Fresh U Announces Move To Revenue Share Business Model

Jun 02 2016

Fresh U announces the "End of Media's Free Lunch" – for itself, and hopefully for other media companies who use free college labor to write and edit stories for their publications.

Starting today, a year after its launch, Fresh U is moving to a revenue share business model. This means we will allocate a certain percentage of our revenue to compensate contributing writers, and writers will be compensated based on the amount of traffic they bring to the site, as well as other qualitative assessments.

There's a growing problem with media companies that target the college audience. Publications are establishing profitable businesses around publishing the works of college students without paying them, on the grounds that college students benefit from exposure. While this is also a problem outside of college media (Example: Huffington Post), companies such as Elite Daily, Her Campus, Spoon University, The Tab, The Odyssey have grown to be successful companies by exploiting the fact that college students want to be published somewhere and they don't expect to be paid.

"The fact that it’s the norm to write for free and not the exception is a big problem,” said Fresh U CEO and founder, Kate Beckman, “Especially when the publications that aren’t paying writers are making a profit off of that.”

Fresh U will allocate at least 10 percent of any revenue we bring in to compensating writers, though this percentage could increase depending on our operational expenses. We will pay writers based on the percentage of traffic their articles bring in to the site – so a writer who produces articles that frequently perform well will receive more compensation than a writer producing articles with less views. By basing payment on traffic, we want to incentivize writers to produce quality work, and reward them when the work they produce contributes to the monetization of Fresh U. As we grow, we plan on introducing qualitative assessments for compensation, such as length of time writing for Fresh U and consistently high-performing articles.

Fresh U is not bringing in revenue at this point – Writers won’t make money yet because we aren’t. However, we are in the process of monetizing through native advertising and sponsorships.

"By implementing revenue share now, it's telling writers that we value them in proportion to what we have,” Beckman said. “As Fresh U becomes profitable, the writers that are making that happen should be part of that.”

Why does this matter to the rest of the media industry?

“The free-labor model is out of control when it comes to digital media,” Beckman said. “And because Fresh U is a publication for college freshmen, it’s likely the first introduction to the media world for a new generation of writers. If we can instill in writers from the very beginning of their careers that their work should and can have value, we can begin to chip away at the industry standard that exposure is the best thing a publication has to offer. Even if our contributors don’t make money writing for Fresh U right away, I hope they can begin to question if it’s fair to give away their content for free to the publications that are making millions of dollars.”

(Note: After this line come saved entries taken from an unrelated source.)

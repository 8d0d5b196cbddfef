//! Server-side state of an in-memory deployment.
//!
//! One [`ServerState`] is shared by every client of a deployment behind a
//! single mutex. Each command runs to completion while holding it.

use std::collections::{BTreeMap, HashMap};
use std::fmt;

use bson::oid::ObjectId;
use bson::{doc, Bson, Document};
use tracing::debug;
use unified_core::document::{as_number, values_equal};
use unified_core::{DriverError, TopologyKind};
use uuid::Uuid;

use super::query;
use super::DeploymentConfig;
use crate::model::UpdateModification;
use crate::results::UpdateResult;
use crate::DriverResult;

/// Code name for the server error codes the backend produces.
pub(crate) fn code_name(code: i32) -> &'static str {
    match code {
        2 => "BadValue",
        8 => "UnknownError",
        9 => "FailedToParse",
        11 => "UserNotFound",
        13 => "Unauthorized",
        14 => "TypeMismatch",
        20 => "IllegalOperation",
        24 => "LockTimeout",
        26 => "NamespaceNotFound",
        43 => "CursorNotFound",
        48 => "NamespaceExists",
        50 => "MaxTimeMSExpired",
        59 => "CommandNotFound",
        66 => "ImmutableField",
        86 => "IndexKeySpecsConflict",
        89 => "NetworkTimeout",
        91 => "ShutdownInProgress",
        112 => "WriteConflict",
        189 => "PrimarySteppedDown",
        251 => "NoSuchTransaction",
        262 => "ExceededTimeLimit",
        10107 => "NotWritablePrimary",
        11000 => "DuplicateKey",
        11600 => "InterruptedAtShutdown",
        11602 => "InterruptedDueToReplStateChange",
        13435 => "NotPrimaryNoSecondaryOk",
        13436 => "NotPrimaryOrSecondary",
        _ => "",
    }
}

/// Fields the driver adds to every command.
const COMMAND_ENVELOPE: &[&str] = &[
    "$db",
    "lsid",
    "txnNumber",
    "startTransaction",
    "autocommit",
    "readConcern",
    "writeConcern",
    "comment",
];

fn server_error(code: i32, message: impl Into<String>) -> DriverError {
    DriverError::server(code, code_name(code), message)
}

/// `database.collection`
#[derive(Debug, Clone, PartialEq, Eq, Hash, PartialOrd, Ord)]
pub(crate) struct Namespace {
    pub(crate) db: String,
    pub(crate) coll: String,
}

impl Namespace {
    pub(crate) fn new(db: impl Into<String>, coll: impl Into<String>) -> Self {
        Self {
            db: db.into(),
            coll: coll.into(),
        }
    }

    fn to_document(&self) -> Document {
        doc! { "db": self.db.clone(), "coll": self.coll.clone() }
    }
}

impl fmt::Display for Namespace {
    fn fmt(&self, f: &mut fmt::Formatter<'_>) -> fmt::Result {
        write!(f, "{}.{}", self.db, self.coll)
    }
}

/// Documents, indexes and creation options of one collection.
#[derive(Debug, Clone)]
pub(crate) struct CollectionState {
    pub(crate) documents: Vec<Document>,
    pub(crate) indexes: Vec<Document>,
    pub(crate) options: Document,
}

impl CollectionState {
    fn new(options: Document) -> Self {
        Self {
            documents: Vec::new(),
            indexes: vec![doc! { "v": 2, "key": { "_id": 1 }, "name": "_id_" }],
            options,
        }
    }

    fn position_of(&self, id: &Bson) -> Option<usize> {
        self.documents
            .iter()
            .position(|d| d.get("_id").map_or(false, |v| values_equal(v, id)))
    }

    /// The index a document would violate, if any. `skip` excludes the
    /// document being replaced.
    fn duplicate_key(&self, candidate: &Document, skip: Option<usize>) -> Option<String> {
        for index in &self.indexes {
            let name = index.get_str("name").unwrap_or_default();
            let unique = name == "_id_" || index.get_bool("unique").unwrap_or(false);
            let keys = match index.get_document("key") {
                Ok(keys) if unique => keys,
                _ => continue,
            };
            let clash = self.documents.iter().enumerate().any(|(i, existing)| {
                Some(i) != skip
                    && keys.keys().all(|k| match (existing.get(k), candidate.get(k)) {
                        (Some(a), Some(b)) => values_equal(a, b),
                        (None, None) => true,
                        _ => false,
                    })
            });
            if clash {
                return Some(name.to_string());
            }
        }
        None
    }
}

pub(crate) type Databases = BTreeMap<String, BTreeMap<String, CollectionState>>;

/// Snapshot taken at the first operation of a transaction.
#[derive(Debug, Clone)]
pub(crate) struct TransactionRecord {
    txn_number: i64,
    databases: Databases,
    change_log_len: usize,
}

/// A configured `failCommand` fail point.
#[derive(Debug, Clone)]
pub(crate) struct FailPoint {
    /// `None` for `alwaysOn`
    remaining: Option<u64>,
    commands: Vec<String>,
    error_code: Option<i32>,
    error_labels: Option<Vec<String>>,
    close_connection: bool,
    address: Option<String>,
}

impl FailPoint {
    fn parse(command: &Document, address: Option<&str>) -> DriverResult<Option<Self>> {
        let name = command.get_str("configureFailPoint").unwrap_or_default();
        if name != "failCommand" {
            return Err(server_error(2, format!("unsupported fail point: {}", name)));
        }
        let remaining = match command.get("mode") {
            Some(Bson::String(mode)) if mode == "off" => return Ok(None),
            Some(Bson::String(mode)) if mode == "alwaysOn" => None,
            Some(Bson::Document(mode)) => match mode.get("times").and_then(as_number) {
                Some(times) if times > 0.0 => Some(times as u64),
                _ => return Err(server_error(2, "fail point mode must set a positive times")),
            },
            _ => return Err(server_error(2, "invalid fail point mode")),
        };
        let data = command.get_document("data").cloned().unwrap_or_default();
        let commands: Vec<String> = data
            .get_array("failCommands")
            .map(|names| names.iter().filter_map(Bson::as_str).map(String::from).collect())
            .unwrap_or_default();
        let error_labels: Option<Vec<String>> = data.get_array("errorLabels").ok().map(|labels| {
            labels.iter().filter_map(Bson::as_str).map(String::from).collect()
        });
        Ok(Some(Self {
            remaining,
            commands,
            error_code: data.get("errorCode").and_then(as_number).map(|c| c as i32),
            error_labels,
            close_connection: data.get_bool("closeConnection").unwrap_or(false),
            address: address.map(String::from),
        }))
    }

    fn applies_to(&self, command_name: &str, address: &str) -> bool {
        self.commands.iter().any(|c| c == command_name)
            && self.address.as_deref().map_or(true, |a| a == address)
    }

    fn error(&self, in_transaction: bool, command_name: &str) -> Option<DriverError> {
        let (mut error, default_labels) = if self.close_connection {
            let label = match (in_transaction, command_name) {
                (true, "commitTransaction") => Some("UnknownTransactionCommitResult"),
                (true, _) => Some("TransientTransactionError"),
                _ => None,
            };
            (DriverError::network("connection closed by failCommand fail point"), label)
        } else {
            let code = self.error_code?;
            (server_error(code, "Failing command via 'failCommand' failpoint"), None)
        };
        error.labels = match &self.error_labels {
            Some(labels) => labels.clone(),
            None => default_labels.map(|l| vec![l.to_string()]).unwrap_or_default(),
        };
        Some(error)
    }
}

/// A row-level change for the change log.
pub(crate) enum Change<'a> {
    Insert(&'a Document),
    Update { before: &'a Document, after: &'a Document },
    Replace(&'a Document),
    Delete(&'a Bson),
}

/// How `findOneAnd*` modifies the matched document.
pub(crate) enum Modify<'a> {
    Delete,
    Replace(&'a Document),
    Update(&'a UpdateModification),
}

/// Everything the server knows.
#[derive(Debug, Default)]
pub(crate) struct ServerState {
    pub(crate) databases: Databases,
    pub(crate) fail_points: Vec<FailPoint>,
    pub(crate) transactions: HashMap<Uuid, TransactionRecord>,
    pub(crate) change_log: Vec<Document>,
    change_seq: u64,
}
//! Shared enums: entity kinds, deployment topologies and session
//! transaction states.

use std::fmt;

use serde::{Deserialize, Serialize};

/// The kind of an entity in the entity map.
#[derive(Debug, Clone, Copy, PartialEq, Eq, Hash)]
pub enum EntityKind {
    Client,
    Database,
    Collection,
    Session,
    Bucket,
    /// Saved result of `createChangeStream`
    ChangeStream,
    /// Saved plain result value
    Value,
}

impl EntityKind {
    /// Name as used in test files.
    pub fn as_str(&self) -> &'static str {
        match self {
            EntityKind::Client => "client",
            EntityKind::Database => "database",
            EntityKind::Collection => "collection",
            EntityKind::Session => "session",
            EntityKind::Bucket => "bucket",
            EntityKind::ChangeStream => "changeStream",
            EntityKind::Value => "value",
        }
    }
}

impl fmt::Display for EntityKind {
    fn fmt(&self, f: &mut fmt::Formatter<'_>) -> fmt::Result {
        f.write_str(self.as_str())
    }
}

/// Deployment topology as seen by the runner.
///
/// `sharded-replicaset` is accepted as an alias of `sharded` in requirement
/// lists.
#[derive(Debug, Clone, Copy, PartialEq, Eq, Hash, Serialize, Deserialize)]
pub enum TopologyKind {
    #[serde(rename = "single")]
    Single,
    #[serde(rename = "replicaset")]
    ReplicaSet,
    #[serde(rename = "sharded", alias = "sharded-replicaset")]
    Sharded,
    #[serde(rename = "load-balanced")]
    LoadBalanced,
}

impl fmt::Display for TopologyKind {
    fn fmt(&self, f: &mut fmt::Formatter<'_>) -> fmt::Result {
        let name = match self {
            TopologyKind::Single => "single",
            TopologyKind::ReplicaSet => "replicaset",
            TopologyKind::Sharded => "sharded",
            TopologyKind::LoadBalanced => "load-balanced",
        };
        f.write_str(name)
    }
}

/// Transaction state of a session.
#[derive(Debug, Clone, Copy, PartialEq, Eq, Hash, Default, Serialize, Deserialize)]
#[serde(rename_all = "snake_case")]
pub enum TransactionState {
    #[default]
    None,
    Starting,
    InProgress,
    Committed,
    Aborted,
}

impl fmt::Display for TransactionState {
    fn fmt(&self, f: &mut fmt::Formatter<'_>) -> fmt::Result {
        let name = match self {
            TransactionState::None => "none",
            TransactionState::Starting => "starting",
            TransactionState::InProgress => "in_progress",
            TransactionState::Committed => "committed",
            TransactionState::Aborted => "aborted",
        };
        f.write_str(name)
    }
}

#[cfg(test)]
mod tests {
    use super::*;

    #[test]
    fn topology_names_round_trip() {
        let kinds: Vec<TopologyKind> =
            serde_json::from_str(r#"["single", "replicaset", "sharded", "load-balanced"]"#).unwrap();
        assert_eq!(
            kinds,
            vec![
                TopologyKind::Single,
                TopologyKind::ReplicaSet,
                TopologyKind::Sharded,
                TopologyKind::LoadBalanced
            ]
        );
    }

    #[test]
    fn sharded_replicaset_is_sharded() {
        let kind: TopologyKind = serde_json::from_str(r#""sharded-replicaset""#).unwrap();
        assert_eq!(kind, TopologyKind::Sharded);
    }

    #[test]
    fn transaction_state_names() {
        let state: TransactionState = serde_json::from_str(r#""in_progress""#).unwrap();
        assert_eq!(state, TransactionState::InProgress);
        assert_eq!(state.to_string(), "in_progress");
    }
}
//! # Unified Executor
//!
//! Decodes and runs the operations of unified-format tests.
//!
//! This crate provides:
//! - [`registry`]: every operation name mapped to its decoder and the argument
//!   keys it recognises
//! - [`Operation`]: the typed form of one operation
//! - [`UnifiedOperation`]: an operation plus its target object and expectation
//! - [`EntityMap`]: the named client/database/collection/session/bucket
//!   handles of one test
//! - [`Executor`]: dispatch against entities and expectation checking
//! - [`matcher`]: expected-vs-actual matching with the `$$` operators
//!
//! ## Quick Start
//!
//! ```text
//! use unified_executor::{EntityMap, ExecutionContext, Executor, UnifiedOperation};
//!
//! let entities = EntityMap::build(&driver, &file.create_entities)?;
//! let mut ctx = ExecutionContext::new(entities);
//! let executor = Executor::new(driver.internal_client());
//!
//! for raw in &test.operations {
//!     let op = UnifiedOperation::decode(raw)?;
//!     executor.execute(&mut ctx, &op)?;
//! }
//! ctx.teardown();
//! ```
//!
//! ## Error Handling
//!
//! Decoding never guesses: an unknown operation name, an argument key the
//! operation does not recognise, or an ambiguous bulk write request is an
//! error in the test file, not a skipped field.

#![warn(clippy::all)]

pub mod entity;
pub mod events;
mod executor;
mod handlers;
pub mod matcher;
pub mod operation;
mod output;
pub mod registry;
pub mod unified;

// Test modules
#[cfg(test)]
mod tests;

// =============================================================================
// Public API
// =============================================================================

pub use entity::{Entity, EntityDescription, EntityMap};
pub use events::ExpectedEventsForClient;
pub use executor::{ExecutionContext, Executor};
pub use operation::Operation;
pub use output::Output;
pub use unified::{Expectation, ExpectedError, ObjectRef, RawOperation, UnifiedOperation};

pub use unified_core::{Error, Result};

For more insight on Fresh U’s decision to implement revenue share, check out this Medium piece by Kate Beckman and this video announcement.

About Fresh U

Launched on June 1, 2015, Fresh U is a for-freshmen, by-freshmen online publication with satellite publications on more than 10 campuses across the country along with an additional national site for freshmen at historically black colleges and universities. The company has a media partnership with Teen Vogue and competed in the finals of Student Startup Madness, a national college startup competition at South By Southwest in March 2016. Fresh U was founded by Kate Beckman, a student at Syracuse University's Newhouse School, who started a freshman publication at Syracuse when she was a freshman in fall 2013.